Amanda S. 2025 | BASIS Independent Silicon Valley
- Project Title: Consequences of Alternative Polyadenylation (APA) on Frontotemporal Dementia and Amyotrophic Lateral Sclerosis upon TDP-43 Knockdown.
- BASIS Independent Advisor: Karen Allendoerfer
- Internship Location: Stanford University
- Onsite Mentor: Stephanie (Steph) Rayner; postdoc; Stanford University
In the majority of ALS patients and around half of FTD patients, the protein TDP-43 is found maladaptively depleted from the nucleus and aggregated in the cytoplasm. Recent research has shown TDP-43, which is involved in various levels of RNA regulation, to be essential in regulating alternative polyadenylation (APA). Its loss leads to widespread APA changes. APA is a gene regulation process involving the usage of different polyadenylation (polyA) sites and is found in more than 60% of human genes. Its occurence could lead to RNA sequences with different 3’-UTR lengths, potentially impacting protein levels, as binding to distal polyA sites leads to longer 3’ UTRs compared to proximal polyA sites.
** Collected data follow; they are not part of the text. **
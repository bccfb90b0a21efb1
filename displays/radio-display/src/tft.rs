//! Display context
//!
//! `TftDisplay` owns the panel handle together with the text state (font,
//! color, cursor) and the previous-frame caches of the indicators and the
//! clock. Every drawing routine is a no-op until `begin` has attached a panel.

use embedded_graphics::pixelcolor::Rgb565;
use embedded_graphics::prelude::*;
use embedded_graphics::primitives::Rectangle;

use crate::backend::{DisplayError, TftBackend};
use crate::clock::{TIME_LEN, TIME_PLACEHOLDER};
use crate::color::{BACKGROUND, WHITE};
use crate::font::{FontSelect, CELL_HEIGHT, CELL_WIDTH};
use crate::segment::Segment;

/// Panel width in landscape orientation
pub const SCREEN_WIDTH: u32 = 320;

/// Panel height in landscape orientation
pub const SCREEN_HEIGHT: u32 = 240;

/// Display context for the radio screen
pub struct TftDisplay<D> {
    pub(crate) panel: Option<D>,
    pub(crate) font: FontSelect,
    pub(crate) text_color: Rgb565,
    pub(crate) cursor: Point,
    /// Last drawn battery bar length, `None` until first drawn
    pub(crate) battery_pos: Option<u16>,
    /// Last drawn volume, `None` until first drawn
    pub(crate) volume: Option<u8>,
    /// Last drawn clock text
    pub(crate) time: [u8; TIME_LEN],
}

impl<D> Default for TftDisplay<D> {
    fn default() -> Self {
        Self::new()
    }
}

impl<D> TftDisplay<D> {
    /// Create a context without a panel
    pub const fn new() -> Self {
        Self {
            panel: None,
            font: FontSelect::Default,
            text_color: WHITE,
            cursor: Point::zero(),
            battery_pos: None,
            volume: None,
            time: TIME_PLACEHOLDER,
        }
    }

    /// Check if a panel is attached
    pub fn is_ready(&self) -> bool {
        self.panel.is_some()
    }

    /// Borrow the attached panel
    pub fn panel(&self) -> Option<&D> {
        self.panel.as_ref()
    }

    /// Mutably borrow the attached panel, for drawing beyond this crate
    pub fn panel_mut(&mut self) -> Option<&mut D> {
        self.panel.as_mut()
    }

    /// Select a font by preference number (1 = sans, 2 = bold sans,
    /// anything else = classic 6x8)
    pub fn set_font(&mut self, code: u8) {
        self.font = FontSelect::from_code(code);
    }

    /// Select a font
    pub fn select_font(&mut self, font: FontSelect) {
        self.font = font;
    }

    /// Currently selected font
    pub fn font(&self) -> FontSelect {
        self.font
    }

    /// Set the color used by subsequent text output
    pub fn set_text_color(&mut self, color: Rgb565) {
        self.text_color = color;
    }

    /// Move the text cursor
    ///
    /// For the classic font this is the top-left corner of the next cell, for
    /// proportional fonts the left end of the baseline.
    pub fn set_cursor(&mut self, x: i32, y: i32) {
        self.cursor = Point::new(x, y);
    }

    /// Current text cursor
    pub fn cursor(&self) -> Point {
        self.cursor
    }
}

impl<D: TftBackend> TftDisplay<D> {
    /// Attach an initialized panel and clear it
    ///
    /// Returns `true` when a panel is now attached. On failure the context
    /// stays without a panel and all drawing remains a no-op.
    pub fn begin(&mut self, panel: Result<D, DisplayError>) -> bool {
        match panel {
            Ok(mut panel) => {
                panel.clear(BACKGROUND).ok();
                self.panel = Some(panel);
                self.cursor = Point::zero();
                #[cfg(feature = "defmt")]
                defmt::info!("display initialized");
                true
            }
            Err(_e) => {
                #[cfg(feature = "defmt")]
                defmt::warn!("display init failed: {:?}", _e);
                false
            }
        }
    }

    /// Width of the screen in pixels
    pub fn width(&self) -> u32 {
        self.panel
            .as_ref()
            .map_or(SCREEN_WIDTH, |p| p.bounding_box().size.width)
    }

    /// Height of the screen in pixels
    pub fn height(&self) -> u32 {
        self.panel
            .as_ref()
            .map_or(SCREEN_HEIGHT, |p| p.bounding_box().size.height)
    }

    /// Fill a rectangle
    pub fn fill_rect(&mut self, x: i32, y: i32, width: u32, height: u32, color: Rgb565) {
        if let Some(panel) = self.panel.as_mut() {
            let area = Rectangle::new(Point::new(x, y), Size::new(width, height));
            panel.fill_solid(&area, color).ok();
        }
    }

    /// Clear the whole screen to the background color
    pub fn erase(&mut self) {
        if let Some(panel) = self.panel.as_mut() {
            panel.clear(BACKGROUND).ok();
        }
    }

    /// Draw one character at the cursor and advance it
    ///
    /// A glyph that would cross the right edge wraps to the start of the next
    /// line, one cell row down for the classic font and one line height down
    /// for proportional fonts.
    pub fn print_char(&mut self, ch: char) {
        let Some(panel) = self.panel.as_mut() else {
            return;
        };

        match ch {
            '\n' => {
                self.cursor = Point::new(0, self.cursor.y + self.font.line_height() as i32);
                return;
            }
            '\r' => return,
            _ => {}
        }

        let mut buf = [0u8; 4];
        let glyph = ch.encode_utf8(&mut buf);

        if self.font.is_proportional() {
            let width = panel.bounding_box().size.width as i32;
            let advance = self.font.advance(glyph) as i32;
            if self.cursor.x > 0 && self.cursor.x + advance > width {
                self.cursor = Point::new(0, self.cursor.y + self.font.line_height() as i32);
            }
            if let Ok(next) = self.font.draw(glyph, self.cursor, self.text_color, panel) {
                self.cursor.x = next.x;
            }
        } else {
            let width = panel.bounding_box().size.width as i32;
            if self.cursor.x + CELL_WIDTH as i32 > width {
                self.cursor = Point::new(0, self.cursor.y + CELL_HEIGHT as i32);
            }
            self.font
                .draw(glyph, self.cursor, self.text_color, panel)
                .ok();
            self.cursor.x += CELL_WIDTH as i32;
        }
    }

    /// Draw text at the cursor
    pub fn print(&mut self, text: &str) {
        if self.panel.is_none() {
            return;
        }
        for ch in text.chars() {
            self.print_char(ch);
        }
    }

    /// Redraw a segment if it is marked as changed
    ///
    /// Clears the band, draws the text in the segment's font and color and
    /// clears the `changed` flag.
    pub fn show_segment(&mut self, segment: &mut Segment) {
        if !segment.changed || self.panel.is_none() {
            return;
        }

        let layout = segment.layout;
        let width = self.width();
        self.fill_rect(0, layout.y as i32, width, layout.height as u32, BACKGROUND);
        self.select_font(layout.font);
        self.set_text_color(layout.color);
        self.set_cursor(0, layout.y as i32 + layout.line_spacing as i32);
        self.print(segment.text());
        segment.changed = false;

        #[cfg(feature = "defmt")]
        defmt::trace!("segment at y={} redrawn", layout.y);
    }
}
For this project, I will be studying these mechanisms within the gene TMEM106B, a key genetic risk factor in FTD/ALS, at the Gitler Lab, where Dr. Yi Zeng and colleagues have recently identified widespread polyadenylation changes that occur in cases of FTD with TDP-43 pathology. TMEM106B encodes for the lysosome transmembrane protein TMEM106B and often also forms polymorphic dimers with itself (“homodimers”), with high levels protecting against the diseases and lower levels leading to increased risk. When TDP-43 is depleted, APA occurs in the TMEM106B transcript, resulting in a lengthening of its 3’ UTR. My research will aim to examine how changes in polyA site usage in the 3’-UTR upon TDP-43 knockdown contribute to the molecular expression of TMEM106B and how this could impact transcript protein interaction partners or protein interaction partners. Specifically, I will be conducting wet lab experiments using a neuronal cell model to determine how TMEM106B’s protein interaction partners differ between short vs. long isoforms. This research will provide new molecular insights into the mechanisms by which FTD/ALS develop that may contribute to the advancement of future therapeutics.